05 September 2008

History of Liverpool FC (4)

In 1974 Bob Paisley took over the helm at Liverpool and saw the start of the greatest ever period in the clubs history as far as trophies went. The first season saw only a charity shield win but his second season in charge saw a double of the UEFA cup and the league championship which was to be retained the following year. This second title was coupled together with the first of what turned out to be two consecutive European cups.

The European Super cup was also won in 1977 and English club football was pushed to the top of Europe. Two more league titles saw the decade finish before Paisley guided the team to their worst finish under his reign in 1981 when the team finished 5th. However he made up for it by regaining the European cup and paired it with the first of four consecutive league cups.

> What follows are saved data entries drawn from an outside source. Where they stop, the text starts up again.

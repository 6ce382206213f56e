//! Structured logging to stderr and a daily rolling file.

use color_eyre::{eyre::eyre, Result};
use std::path::Path;
use tracing_appender::non_blocking::WorkerGuard;
use tracing_subscriber::{fmt, layer::SubscriberExt, util::SubscriberInitExt, EnvFilter};

use crate::config::LoggingConfig;

/// Install the global subscriber. `RUST_LOG` overrides the configured level.
///
/// Keep the returned guard alive for the life of the process so buffered file
/// output is flushed.
pub fn init(config: &LoggingConfig, log_dir: &Path) -> Result<Option<WorkerGuard>> {
  let filter = EnvFilter::try_from_default_env()
    .or_else(|_| EnvFilter::try_new(&config.level))
    .map_err(|e| eyre!("Invalid log level '{}': {}", config.level, e))?;

  let stderr = fmt::layer().with_writer(std::io::stderr).with_target(false);

  if !config.file {
    tracing_subscriber::registry()
      .with(filter)
      .with(stderr)
      .try_init()
      .map_err(|e| eyre!("Failed to initialize logging: {}", e))?;
    return Ok(None);
  }

  std::fs::create_dir_all(log_dir)
    .map_err(|e| eyre!("Failed to create log directory {}: {}", log_dir.display(), e))?;
  let (writer, guard) =
    tracing_appender::non_blocking(tracing_appender::rolling::daily(log_dir, "folio-cache.log"));

  tracing_subscriber::registry()
    .with(filter)
    .with(stderr)
    .with(fmt::layer().with_writer(writer).with_ansi(false))
    .try_init()
    .map_err(|e| eyre!("Failed to initialize logging: {}", e))?;

  Ok(Some(guard))
}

Paisley retrired in 1983 and fittingly became the first ever manager to walk up the wembley steps to collect a trophy.

Joe Fagan took over in 1983-84 and it was business as usual for the reds. In his first season Joe Fagan won a unique treble of the league, league cup and European cup. The league win was the third in a row whilst the other two trophies were won for a fourth time in each case. Joe Fagan’s second year saw him win no trophies and announce his retirement. He announced his intentions prior to the end of the season and hoped to go out on a high by winning the European cup for a club fifth time. Events however turned sour that night at Heysel where 39 football fans died when a supporting wall collapsed. The blame was placed at Liverpool fans door and English clubs were banned from Europe. The truth however behind this goes further and although the Liverpool fans shamefully attributed to the disaster this was most certainly not the only reason the tragedy happened.

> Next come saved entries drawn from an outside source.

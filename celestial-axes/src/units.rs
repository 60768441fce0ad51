//! Angular units and unit-tagged magnitudes.
//!
//! Tick steps are only meaningful together with their unit: a step of `5` can be
//! five arcseconds on a declination axis or five hour-angle seconds on a right
//! ascension axis. [`Quantity`] keeps the magnitude and the [`AngleUnit`]
//! together and converts between units through their size in degrees.
//!
//! ```
//! use celestial_axes::{AngleUnit, Quantity};
//!
//! let span = Quantity::arcminutes(90.0);
//! assert!((span.value_in(AngleUnit::Degree) - 1.5).abs() < 1e-12);
//! assert!(span > Quantity::arcseconds(1.0));
//! ```

use core::cmp::Ordering;
use core::fmt;

/// Angular units used for axis spans and tick steps.
///
/// The hour-angle subdivisions are angles, not times: one [`HourMinute`](Self::HourMinute)
/// is 15 arcminutes and one [`HourSecond`](Self::HourSecond) is 15 arcseconds.
#[derive(Debug, Clone, Copy, PartialEq, Eq, Hash)]
#[cfg_attr(feature = "serde", derive(serde::Serialize, serde::Deserialize))]
#[cfg_attr(feature = "serde", serde(rename_all = "snake_case"))]
pub enum AngleUnit {
    Degree,
    Arcminute,
    Arcsecond,
    HourAngle,
    HourMinute,
    HourSecond,
    Radian,
}

impl AngleUnit {
    /// Size of one unit in degrees.
    #[inline]
    pub fn degrees_per_unit(self) -> f64 {
        match self {
            Self::Degree => 1.0,
            Self::Arcminute => 1.0 / 60.0,
            Self::Arcsecond => 1.0 / 3600.0,
            Self::HourAngle => 15.0,
            Self::HourMinute => 15.0 / 60.0,
            Self::HourSecond => 15.0 / 3600.0,
            Self::Radian => 180.0 / core::f64::consts::PI,
        }
    }

    /// Size of one unit in arcseconds, for the units that are a whole number of them.
    #[inline]
    pub fn arcseconds_per_unit(self) -> Option<f64> {
        match self {
            Self::Degree => Some(3600.0),
            Self::Arcminute => Some(60.0),
            Self::Arcsecond => Some(1.0),
            Self::HourAngle => Some(54000.0),
            Self::HourMinute => Some(900.0),
            Self::HourSecond => Some(15.0),
            Self::Radian => None,
        }
    }

    pub fn symbol(self) -> &'static str {
        match self {
            Self::Degree => "deg",
            Self::Arcminute => "arcmin",
            Self::Arcsecond => "arcsec",
            Self::HourAngle => "hourangle",
            Self::HourMinute => "hourangle min",
            Self::HourSecond => "hourangle s",
            Self::Radian => "rad",
        }
    }
}

impl fmt::Display for AngleUnit {
    fn fmt(&self, f: &mut fmt::Formatter<'_>) -> fmt::Result {
        f.write_str(self.symbol())
    }
}

/// A magnitude tagged with its angular unit.
///
/// Equality and ordering compare the physical angle, so `60 arcmin == 1 deg`.
/// Quantities sharing a unit compare their raw values without conversion.
#[derive(Debug, Clone, Copy)]
#[cfg_attr(feature = "serde", derive(serde::Serialize, serde::Deserialize))]
pub struct Quantity {
    value: f64,
    unit: AngleUnit,
}

impl Quantity {
    #[inline]
    pub fn new(value: f64, unit: AngleUnit) -> Self {
        Self { value, unit }
    }

    #[inline]
    pub fn degrees(value: f64) -> Self {
        Self::new(value, AngleUnit::Degree)
    }

    #[inline]
    pub fn arcminutes(value: f64) -> Self {
        Self::new(value, AngleUnit::Arcminute)
    }

    #[inline]
    pub fn arcseconds(value: f64) -> Self {
        Self::new(value, AngleUnit::Arcsecond)
    }

    #[inline]
    pub fn hours(value: f64) -> Self {
        Self::new(value, AngleUnit::HourAngle)
    }

    #[inline]
    pub fn value(&self) -> f64 {
        self.value
    }

    #[inline]
    pub fn unit(&self) -> AngleUnit {
        self.unit
    }

    /// Magnitude expressed in `unit`.
    ///
    /// Same-unit conversion returns the value untouched. Between sexagesimal
    /// units the value is scaled by whole arcseconds and divided once, so
    /// `25 hourangle s` in hours is bit-identical to `25.0 / 3600.0`.
    #[inline]
    pub fn value_in(&self, unit: AngleUnit) -> f64 {
        if unit == self.unit {
            return self.value;
        }
        match (self.unit.arcseconds_per_unit(), unit.arcseconds_per_unit()) {
            (Some(from), Some(to)) => self.value * from / to,
            _ => self.value * self.unit.degrees_per_unit() / unit.degrees_per_unit(),
        }
    }

    #[inline]
    pub fn to(&self, unit: AngleUnit) -> Self {
        Self::new(self.value_in(unit), unit)
    }

    fn comparable(&self, other: &Self) -> (f64, f64) {
        if self.unit == other.unit {
            (self.value, other.value)
        } else {
            (
                self.value_in(AngleUnit::Arcsecond),
                other.value_in(AngleUnit::Arcsecond),
            )
        }
    }
}

impl PartialEq for Quantity {
    fn eq(&self, other: &Self) -> bool {
        let (a, b) = self.comparable(other);
        a == b
    }
}

impl PartialOrd for Quantity {
    fn partial_cmp(&self, other: &Self) -> Option<Ordering> {
        let (a, b) = self.comparable(other);
        a.partial_cmp(&b)
    }
}

impl fmt::Display for Quantity {
    fn fmt(&self, f: &mut fmt::Formatter<'_>) -> fmt::Result {
        write!(f, "{} {}", self.value, self.unit)
    }
}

UEFA ignored calls from Liverpool about the grounds state and segregation procedures which were at best, poor. They also ignored what went on the year before in Rome when Liverpool had beaten Roma in Rome when masses of Liverpool fans were stoned.

The following season saw Kenny Dalglish take over as player-manager with some assistance given to him by Bob Paisley. The reds stormed to a league and cup double, the first since 1971. The FA Cup final saw the first FA final between Liverpool and Everton and the reds won 3-1. The following few years saw the development of a great side which like other English clubs suffered from the lack of a European stage to test themselves on. In 1988-89 Liverpool were again to be looking for a double. Again tragic events happened which stunned the whole world of football. On April 15 1989 Liverpool Football Club lost 96 fans of its fans in a tragedy at Hillsborough that should never have happened.


To this day, more than ten years on the families and fans are still fighting for the JUSTICE that they deserve. Private prosecutions took place against two officers from South Yorkshire Police. Despite calls from Liverpool, the FA gave Liverpool the smaller end of the ground. The movement of fans was not restricted in 1989 as it was the previous year and the main route into the ground pointed all fans in the same direction unless they knew the ground well. This went to the main central pens where a crush formed. No calls were answered from the fans to relieve the pressure at the front and the Police thought at first it was a pitch invasion and forced fans back into the pens. The tragedy unfolded in front of the Police and the voices that mattered in the control box remained silent. More than ten years on the fight goes on for people to learn the truth about Hillsborough.


The same truth that the Taylor report attempted to show but it was ignored in crucial areas and newspapers like the Sun printed lies about Liverpool fans of which they have never publically apologised. Rightly so the Sun is heavily boycotted nowadays from Liverpool fans. It is only now that Sheffield Wednesday have erected a memorial for OUR 96. It is ten years late.